Stored data entries

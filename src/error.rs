use thiserror::Error;

/// Errors produced by the agent and its collaborators.
#[derive(Error, Debug)]
pub enum AgentError {
    /// Low-level HTTP transport failure (connection refused, timeout, etc.).
    #[error("HTTP request failed: {0}")]
    Request(#[from] reqwest::Error),

    /// JSON (de)serialization failed at the serde level.
    #[error("JSON parsing failed: {0}")]
    Json(#[from] serde_json::Error),

    /// Filesystem or process I/O failure.
    #[error("I/O error: {0}")]
    Io(#[from] std::io::Error),

    /// Required configuration is missing or invalid. Never retried.
    #[error("Configuration error: {0}")]
    Configuration(String),

    /// HTTP error with status code and response body.
    ///
    /// Returned by [`Backend`](crate::backend::Backend) implementations when
    /// the provider answers with a non-success status code.
    #[error("HTTP {status}: {body}")]
    HttpError {
        /// HTTP status code (e.g. 429, 500, 503).
        status: u16,
        /// Response body text.
        body: String,
    },

    /// The model provider kept failing until the retry budget ran out.
    #[error("Model call failed after {attempts} attempt(s): {source}")]
    Provider {
        /// Number of attempts made.
        attempts: u32,
        /// The last underlying error.
        #[source]
        source: Box<AgentError>,
    },

    /// No tool is registered under the requested name.
    #[error("Tool '{name}' not found. Available tools: {available:?}")]
    ToolNotFound {
        name: String,
        available: Vec<String>,
    },

    /// A tool was invoked without one of its required parameters.
    #[error("Tool '{tool}' requires parameter '{parameter}'")]
    ToolParameter { tool: String, parameter: String },

    /// The execution engine itself failed (could not spawn, timed out, ...).
    #[error("Execution engine error: {0}")]
    Execution(String),

    /// Catch-all for other errors.
    #[error("{0}")]
    Other(String),
}

impl From<config::ConfigError> for AgentError {
    fn from(err: config::ConfigError) -> Self {
        AgentError::Configuration(err.to_string())
    }
}

pub type Result<T> = std::result::Result<T, AgentError>;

- Task objective
Each line above is to be reproduced exactly.

- Solution to this task
filename src/error.rs
use thiserror::Error;

/// Errors produced by the agent and its collaborators.
#[derive(Error, Debug)]
pub enum AgentError {
    /// Low-level HTTP transport failure (connection refused, timeout, etc.).
    #[error("HTTP request failed: {0}")]
    Request(#[from] reqwest::Error),

    /// JSON (de)serialization failed at the serde level.
    #[error("JSON parsing failed: {0}")]
    Json(#[from] serde_json::Error),

    /// Filesystem or process I/O failure.
    #[error("I/O error: {0}")]
    Io(#[from] std::io::Error),

    /// Required configuration is missing or invalid. Never retried.
    #[error("Configuration error: {0}")]
    Configuration(String),

    /// HTTP error with status code and response body.
    ///
    /// Returned by [`Backend`](crate::backend::Backend) implementations when
    /// the provider answers with a non-success status code.
    #[error("HTTP {status}: {body}")]
    HttpError {
        /// HTTP status code (e.g. 429, 500, 503).
        status: u16,
        /// Response body text.
        body: String,
    },

    /// The model provider kept failing until the retry budget ran out.
    #[error("Model call failed after {attempts} attempt(s): {source}")]
    Provider {
        /// Number of attempts made.
        attempts: u32,
        /// The last underlying error.
        #[source]
        source: Box<AgentError>,
    },

    /// No tool is registered under the requested name.
    #[error("Tool '{name}' not found. Available tools: {available:?}")]
    ToolNotFound {
        name: String,
        available: Vec<String>,
    },

    /// A tool was invoked without one of its required parameters.
    #[error("Tool '{tool}' requires parameter '{parameter}'")]
    ToolParameter { tool: String, parameter: String },

    /// The execution engine itself failed (could not spawn, timed out, ...).
    #[error("Execution engine error: {0}")]
    Execution(String),

    /// Catch-all for other errors.
    #[error("{0}")]
    Other(String),
}

impl From<config::ConfigError> for AgentError {
    fn from(err: config::ConfigError) -> Self {
        AgentError::Configuration(err.to_string())
    }
}

pub type Result<T> = std::result::Result<T, AgentError>;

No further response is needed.